Yang Research Project Summary

Poxviruses remain to have significant impacts on the public health after the eradiation of smallpox, the deadliest disease in human history, as they comprise highly dangerous emerging and re-emerging pathogens of humans and other vertebrates. Poxviruses are also being utilized as vectors to treat various infectious diseases and multiple cancers. Like all viruses, poxviruses rely on host cell factors to complete their lifecycles. Consequently, there is a significant need to identify and characterize cellular functions required for poxvirus replication. However, the roles of most cellular functions in poxvirus replication are poorly understood. The objective of this project is to identify and characterize specific cellular functions that are important for poxvirus replication, using vaccinia virus as our model poxvirus. The approach is to first identify bioactives and chemical compounds with known cellular targets that inhibit vaccinia virus replication, followed by genetic and biochemical characterization to determine the underlying viral and cellular mechanisms.

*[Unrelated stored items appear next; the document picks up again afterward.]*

//! Export and backup/restore through the database facade.

use ntest::timeout;

use param_core::auth::Role;
use param_core::backup::decode_snapshot;
use param_core::config::AppConfig;
use param_core::record::Record;
use param_core::tabular::FileFormat;
use param_core::ParamError;

use super::helpers::{admin, memory_db, parts_page, viewer};

#[timeout(1000)]
#[test]
fn test_export_csv_and_selected_json() {
    let db = memory_db();
    let session = admin(&db);
    let page = parts_page(&db, &session);
    db.import_file(
        &session,
        &page.id,
        "in.json",
        r#"[{"Name":"Bolt, M6","Quantity":2,"Photo":"data:image/png;base64,AA"},{"Name":"Nut"}]"#
            .as_bytes(),
    )
    .unwrap();

    let csv = db.export_page(&page.id, FileFormat::Csv, None).unwrap();
    let lines: Vec<&str> = csv.trim_start_matches('\u{feff}').split('\n').collect();
    assert_eq!(lines[0], "Name,Quantity,Grade,Photo");
    assert_eq!(lines[1], "\"Bolt, M6\",2,,[图片]");
    assert_eq!(lines[2], "Nut,,,");

    let records = db.records(&page.id).unwrap();
    let selected = vec![records[1].id.clone()];
    let json = db
        .export_page(&page.id, FileFormat::Json, Some(&selected))
        .unwrap();
    let parsed: Vec<Record> = serde_json::from_str(&json).unwrap();
    assert_eq!(parsed, vec![records[1].clone()]);
}

#[timeout(1000)]
#[test]
fn test_backup_restore_replaces_state() {
    let source = memory_db();
    let session = admin(&source);
    let page = parts_page(&source, &session);
    source
        .import_file(&session, &page.id, "in.csv", "Name,Quantity\nBolt,2".as_bytes())
        .unwrap();
    source.create_user("clerk", "pw", Role::User).unwrap();
    let snapshot = source.export_backup(&AppConfig::default()).unwrap();
    assert_eq!(snapshot.current_user.as_ref().unwrap().username, "admin");
    let text = snapshot.to_json().unwrap();

    let target = memory_db();
    let target_admin = admin(&target);
    let other = target.create_page(&target_admin, "Scratch").unwrap();

    let info = target.restore_backup(&target_admin, &text).unwrap();
    assert_eq!(info.version, "1.0.0");
    assert_eq!(info.page_count, 1);
    assert_eq!(info.user_count, 2);

    assert!(target.current_session().unwrap().is_none());
    assert_eq!(target.pages().unwrap(), source.pages().unwrap());
    assert_eq!(target.users().unwrap(), source.users().unwrap());
    assert_eq!(target.all_page_data().unwrap(), source.all_page_data().unwrap());
    assert!(matches!(
        target.page(&other.id),
        Err(ParamError::PageNotFound { .. })
    ));
}

#[timeout(1000)]
#[test]
fn test_invalid_backup_changes_nothing() {
    let db = memory_db();
    let session = admin(&db);
    let page = parts_page(&db, &session);
    let pages_before = db.pages().unwrap();

    let err = db
        .restore_backup(&session, r#"{"users": [], "pageConfigs": []}"#)
        .unwrap_err();
    assert!(matches!(err, ParamError::InvalidBackupFormat(_)));
    assert_eq!(db.pages().unwrap(), pages_before);
    assert!(db.page(&page.id).is_ok());
    assert!(db.current_session().unwrap().is_some());
}

#[timeout(1000)]
#[test]
fn test_malformed_users_section_kept() {
    let db = memory_db();
    let session = admin(&db);
    let text = r#"{"version":"1.0.0","users":"broken","pageConfigs":[],"pageData":{}}"#;
    let info = db.restore_backup(&session, text).unwrap();
    assert_eq!(info.user_count, 0);
    assert_eq!(db.users().unwrap().len(), 1);
    assert!(db.pages().unwrap().is_empty());
}

#[timeout(1000)]
#[test]
fn test_restore_requires_admin() {
    let db = memory_db();
    let snapshot = db.export_backup(&AppConfig::default()).unwrap();
    let viewer = viewer(&db);
    assert!(matches!(
        db.restore_backup(&viewer, &snapshot.to_json().unwrap()),
        Err(ParamError::PermissionDenied { .. })
    ));
}

#[timeout(1000)]
#[test]
fn test_backup_round_trip_through_codec() {
    let db = memory_db();
    let session = admin(&db);
    let page = parts_page(&db, &session);
    db.import_file(&session, &page.id, "in.csv", "Name\nBolt\nNut".as_bytes())
        .unwrap();
    let snapshot = db.export_backup(&AppConfig::default()).unwrap();
    let restored = decode_snapshot(&snapshot.to_json().unwrap()).unwrap();
    assert_eq!(restored.users, Some(snapshot.users));
    assert_eq!(restored.pages, Some(snapshot.page_configs));
    assert_eq!(restored.page_data, snapshot.page_data);
}
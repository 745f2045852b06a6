//! Core of the product parameter manager.
//!
//! Provides the typed page schema, header reconciliation and value coercion
//! for tabular imports, CSV/JSON import and export, backup snapshots, and a
//! database facade over pluggable key-value storage.

pub mod auth;
pub mod backup;
pub mod coercion;
pub mod config;
pub mod database;
pub mod error;
pub mod export;
pub mod ids;
pub mod import;
pub mod reconcile;
pub mod record;
pub mod schema;
pub mod storage;
pub mod tabular;

pub use database::{Database, ImportReport};
pub use error::{ErrorKind, ParamError, Result};
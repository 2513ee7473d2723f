// SPDX-License-Identifier: AGPL-3.0-or-later
//
// Copyright (C) 2025 Daniel Negri
//
// This program is free software: you can redistribute it and/or modify
// it under the terms of the GNU Affero General Public License as published by
// the Free Software Foundation, either version 3 of the License, or
// (at your option) any later version.
//
// This program is distributed in the hope that it will be useful,
// but WITHOUT ANY WARRANTY; without even the implied warranty of
// MERCHANTABILITY or FITNESS FOR A PARTICULAR PURPOSE. See the
// GNU Affero General Public License for more details.
//
// You should have received a copy of the GNU Affero General Public License
// along with this program. If not, see <https://www.gnu.org/licenses/>.

//! Library network registry.
//!
//! The [`Network`] owns every library, user and book and resolves the
//! identifier relations between them. It is the only place identifiers are
//! handed out.
//!
//! # Operations
//!
//! - **Catalog**: register books with [`Network::add_book_title`].
//! - **Libraries**: open with [`Network::open_library`]; the current network
//!   name is baked into each library's display name.
//! - **Staff**: [`Network::add_employee`], [`Network::hire_employee`],
//!   then [`Network::add_book`] / [`Network::remove_book`].
//! - **Lending**: [`Network::add_customer`], [`Network::register_user`],
//!   then [`Network::take_book`] / [`Network::return_book`].

use crate::base::{Isbn, LibraryId, UserId};
use crate::book::Book;
use crate::library::Library;
use crate::user::User;
use crate::LibraryError;
use std::collections::BTreeMap;
use std::io::{self, Write};
use tracing::debug;

/// Owning registry for a network of libraries.
///
/// # Invariants
///
/// - Library and user ids are assigned sequentially from 1 and never reused.
/// - Every ISBN in a library's stock list names a catalogued book with a
///   ledger entry for that library.
/// - A user appears on at most one library's roster.
#[derive(Debug)]
pub struct Network {
    name: String,
    libraries: BTreeMap<LibraryId, Library>,
    users: BTreeMap<UserId, User>,
    books: BTreeMap<Isbn, Book>,
    next_library_id: u32,
    next_user_id: u32,
}

impl Network {
    pub const DEFAULT_NAME: &'static str = "Best Library";

    pub fn new(name: impl Into<String>) -> Self {
        Self {
            name: name.into(),
            libraries: BTreeMap::new(),
            users: BTreeMap::new(),
            books: BTreeMap::new(),
            next_library_id: 1,
            next_user_id: 1,
        }
    }

    pub fn name(&self) -> &str {
        &self.name
    }

    /// Renames the network. Only libraries opened afterwards carry the new name.
    pub fn change_lib_name(&mut self, new_name: impl Into<String>) {
        self.name = new_name.into();
        debug!(name = %self.name, "network renamed");
    }

    /// Opens a new, empty library.
    pub fn open_library(&mut self) -> LibraryId {
        let id = LibraryId(self.next_library_id);
        self.next_library_id += 1;
        let library = Library::new(id, &self.name);
        debug!(library = %id, name = library.name(), "library opened");
        self.libraries.insert(id, library);
        id
    }

    /// Adds `book` to the catalog.
    ///
    /// # Errors
    ///
    /// Returns [`LibraryError::DuplicateBook`] if its ISBN is already catalogued.
    pub fn add_book_title(&mut self, book: Book) -> Result<Isbn, LibraryError> {
        let isbn = book.isbn().clone();
        if self.books.contains_key(&isbn) {
            return Err(LibraryError::DuplicateBook);
        }
        debug!(isbn = %isbn, total = book.total_copies(), "book catalogued");
        self.books.insert(isbn.clone(), book);
        Ok(isbn)
    }

    pub fn add_customer(&mut self, name: impl Into<String>) -> UserId {
        let id = self.next_user_id();
        self.users.insert(id, User::customer(id, name));
        id
    }

    pub fn add_employee(
        &mut self,
        name: impl Into<String>,
        position: impl Into<String>,
        salary: u32,
    ) -> UserId {
        let id = self.next_user_id();
        self.users
            .insert(id, User::employee(id, name, position, salary));
        id
    }

    fn next_user_id(&mut self) -> UserId {
        let id = UserId(self.next_user_id);
        self.next_user_id += 1;
        id
    }

    /// Registers customer `user` with `library`, leaving any previous library.
    ///
    /// # Errors
    ///
    /// - [`LibraryError::LibraryNotFound`] / [`LibraryError::UserNotFound`] - Unknown id.
    /// - [`LibraryError::NotACustomer`] - `user` is an employee.
    pub fn register_user(&mut self, library: LibraryId, user: UserId) -> Result<(), LibraryError> {
        let customer = self.users.get(&user).ok_or(LibraryError::UserNotFound)?;
        if !customer.is_customer() {
            return Err(LibraryError::NotACustomer);
        }
        self.move_user(library, user, Library::register_user)?;
        debug!(library = %library, user = %user, "customer registered");
        Ok(())
    }

    /// Hires `employee` at `library`, leaving any previous library.
    ///
    /// # Errors
    ///
    /// - [`LibraryError::LibraryNotFound`] / [`LibraryError::UserNotFound`] - Unknown id.
    /// - [`LibraryError::NotAnEmployee`] - `employee` is a customer.
    pub fn hire_employee(
        &mut self,
        library: LibraryId,
        employee: UserId,
    ) -> Result<(), LibraryError> {
        let staff = self
            .users
            .get(&employee)
            .ok_or(LibraryError::UserNotFound)?;
        if !staff.is_employee() {
            return Err(LibraryError::NotAnEmployee);
        }
        self.move_user(library, employee, Library::hire_employee)?;
        debug!(library = %library, user = %employee, "employee hired");
        Ok(())
    }

    /// Enrols `user` in `library`, then drops it from its previous library's roster.
    fn move_user(
        &mut self,
        library: LibraryId,
        user: UserId,
        enrol: fn(&mut Library, &mut User) -> Result<(), LibraryError>,
    ) -> Result<(), LibraryError> {
        let target = self
            .libraries
            .get_mut(&library)
            .ok_or(LibraryError::LibraryNotFound)?;
        let member = self.users.get_mut(&user).ok_or(LibraryError::UserNotFound)?;
        let previous = member.library();
        enrol(target, member)?;
        if let Some(previous) = previous.filter(|id| *id != library)
            && let Some(old) = self.libraries.get_mut(&previous)
        {
            old.detach(user);
        }
        Ok(())
    }

    /// Employee `employee` stocks `count` copies of `isbn` in their library.
    ///
    /// # Errors
    ///
    /// - [`LibraryError::UserNotFound`] / [`LibraryError::BookNotFound`] - Unknown id.
    /// - [`LibraryError::NotRegistered`] - Employee is not hired anywhere.
    /// - [`LibraryError::InsufficientCopies`] - `count` exceeds the book's pool.
    /// - Anything `User::add_book` returns.
    pub fn add_book(
        &mut self,
        employee: UserId,
        isbn: &Isbn,
        count: u32,
    ) -> Result<(), LibraryError> {
        let (user, library, book) = self.resolve(employee, isbn)?;
        user.add_book(library, book, count)?;
        debug!(library = %library.id(), isbn = %isbn, count, "book added");
        Ok(())
    }

    /// Employee `employee` removes `isbn` from their library.
    ///
    /// Copies still on loan from the closed shelf are written off: every
    /// customer's matching loans are dropped.
    ///
    /// # Errors
    ///
    /// Resolution errors as for [`Network::add_book`], then anything
    /// `User::remove_book` returns.
    pub fn remove_book(&mut self, employee: UserId, isbn: &Isbn) -> Result<(), LibraryError> {
        let (user, library, book) = self.resolve(employee, isbn)?;
        user.remove_book(library, book)?;
        let closed = library.id();
        let written_off: usize = self
            .users
            .values_mut()
            .map(|customer| customer.write_off(closed, isbn))
            .sum();
        debug!(library = %closed, isbn = %isbn, written_off, "book removed");
        Ok(())
    }

    /// Customer `customer` borrows one copy of `isbn` from their library.
    ///
    /// # Errors
    ///
    /// Resolution errors as for [`Network::add_book`], then anything
    /// `User::take_book` returns.
    pub fn take_book(&mut self, customer: UserId, isbn: &Isbn) -> Result<(), LibraryError> {
        let (user, library, book) = self.resolve(customer, isbn)?;
        user.take_book(library, book)?;
        debug!(library = %library.id(), user = %customer, isbn = %isbn, "book lent");
        Ok(())
    }

    /// Customer `customer` returns one copy of `isbn` to their library.
    ///
    /// # Errors
    ///
    /// Resolution errors as for [`Network::add_book`], then anything
    /// `User::return_book` returns.
    pub fn return_book(&mut self, customer: UserId, isbn: &Isbn) -> Result<(), LibraryError> {
        let (user, library, book) = self.resolve(customer, isbn)?;
        user.return_book(library, book)?;
        debug!(library = %library.id(), user = %customer, isbn = %isbn, "book returned");
        Ok(())
    }

    /// Borrows the user, their library and the book disjointly.
    fn resolve(
        &mut self,
        user: UserId,
        isbn: &Isbn,
    ) -> Result<(&mut User, &mut Library, &mut Book), LibraryError> {
        let user = self.users.get_mut(&user).ok_or(LibraryError::UserNotFound)?;
        let library_id = user.library().ok_or(LibraryError::NotRegistered)?;
        let library = self
            .libraries
            .get_mut(&library_id)
            .ok_or(LibraryError::LibraryNotFound)?;
        let book = self.books.get_mut(isbn).ok_or(LibraryError::BookNotFound)?;
        Ok((user, library, book))
    }

    /// Looks up `isbn` among the books `library` stocks.
    ///
    /// Returns `None` for malformed ISBNs, unknown libraries and books the
    /// library does not stock.
    pub fn find_book(&self, library: LibraryId, isbn: &str) -> Option<&Book> {
        let stocked = self.libraries.get(&library)?.find_book(isbn)?;
        self.books.get(stocked)
    }

    /// Availability message for `isbn` in `library`.
    ///
    /// # Errors
    ///
    /// Returns [`LibraryError::BookNotFound`] or [`LibraryError::LibraryNotFound`].
    pub fn check_availability(
        &self,
        isbn: &Isbn,
        library: LibraryId,
    ) -> Result<String, LibraryError> {
        let book = self.books.get(isbn).ok_or(LibraryError::BookNotFound)?;
        let library = self
            .libraries
            .get(&library)
            .ok_or(LibraryError::LibraryNotFound)?;
        Ok(book.check_availability(library))
    }

    /// Writes one line per book stocked by `library`.
    pub fn show_books<W: Write>(&self, library: LibraryId, mut out: W) -> io::Result<()> {
        for isbn in self.library_or_io(library)?.books() {
            if let Some(book) = self.books.get(isbn) {
                writeln!(out, "{book}")?;
            }
        }
        Ok(())
    }

    /// Writes one line per customer registered with `library`.
    pub fn show_customers<W: Write>(&self, library: LibraryId, out: W) -> io::Result<()> {
        let library = self.library_or_io(library)?;
        self.show_users(library.customers(), out)
    }

    /// Writes one line per employee of `library`.
    pub fn show_employees<W: Write>(&self, library: LibraryId, out: W) -> io::Result<()> {
        let library = self.library_or_io(library)?;
        self.show_users(library.employees(), out)
    }

    fn show_users<W: Write>(&self, ids: &[UserId], mut out: W) -> io::Result<()> {
        for user in ids.iter().filter_map(|id| self.users.get(id)) {
            writeln!(out, "{user}")?;
        }
        Ok(())
    }

    fn library_or_io(&self, library: LibraryId) -> io::Result<&Library> {
        self.libraries.get(&library).ok_or_else(|| {
            io::Error::new(io::ErrorKind::NotFound, LibraryError::LibraryNotFound)
        })
    }

    pub fn library(&self, id: LibraryId) -> Option<&Library> {
        self.libraries.get(&id)
    }

    pub fn user(&self, id: UserId) -> Option<&User> {
        self.users.get(&id)
    }

    pub fn book(&self, isbn: &Isbn) -> Option<&Book> {
        self.books.get(isbn)
    }

    /// Mutable access for copy adjustments that do not involve a user
    /// (`increase_copies`, `decrease_total_copies`, ...).
    pub fn book_mut(&mut self, isbn: &Isbn) -> Option<&mut Book> {
        self.books.get_mut(isbn)
    }

    /// Libraries in id order.
    pub fn libraries(&self) -> impl Iterator<Item = &Library> {
        self.libraries.values()
    }

    /// Users in id order.
    pub fn users(&self) -> impl Iterator<Item = &User> {
        self.users.values()
    }

    /// Catalogued books in ISBN order.
    pub fn books(&self) -> impl Iterator<Item = &Book> {
        self.books.values()
    }
}

impl Default for Network {
    fn default() -> Self {
        Self::new(Self::DEFAULT_NAME)
    }
}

The project will be implemented through two parallel Specific Aims. In the Specific Aim 1, a class III protein deacetylase SIRT1 inhibitor Ex-527 has been identified to potently inhibit vaccinia virus replication in a small-scale screening. The viral and cellular mechanisms by which Ex-527 inhibition of vaccinia virus replication will be determined. Upon completion of this aim, it is anticipated to uncover the role of SIRT1 in VACV replication. In the Specific Aim 2, a high-throughput screening will be carried out to identify cellular functions important for vaccinia virus replication through screening a collection of bioactive and FDA-approved compounds. Upon accomplishing the aim 2, it is anticipated to understand the roles of cellular functions in vaccinia virus replication in a more comprehensive manner and to determine the most prominent candidates for follow-up mechanistic studies. Taken together, this project will provide novel insights into specific cellular functions in vaccinia virus replication through a chemical approach combined with genetic and biochemical characterization.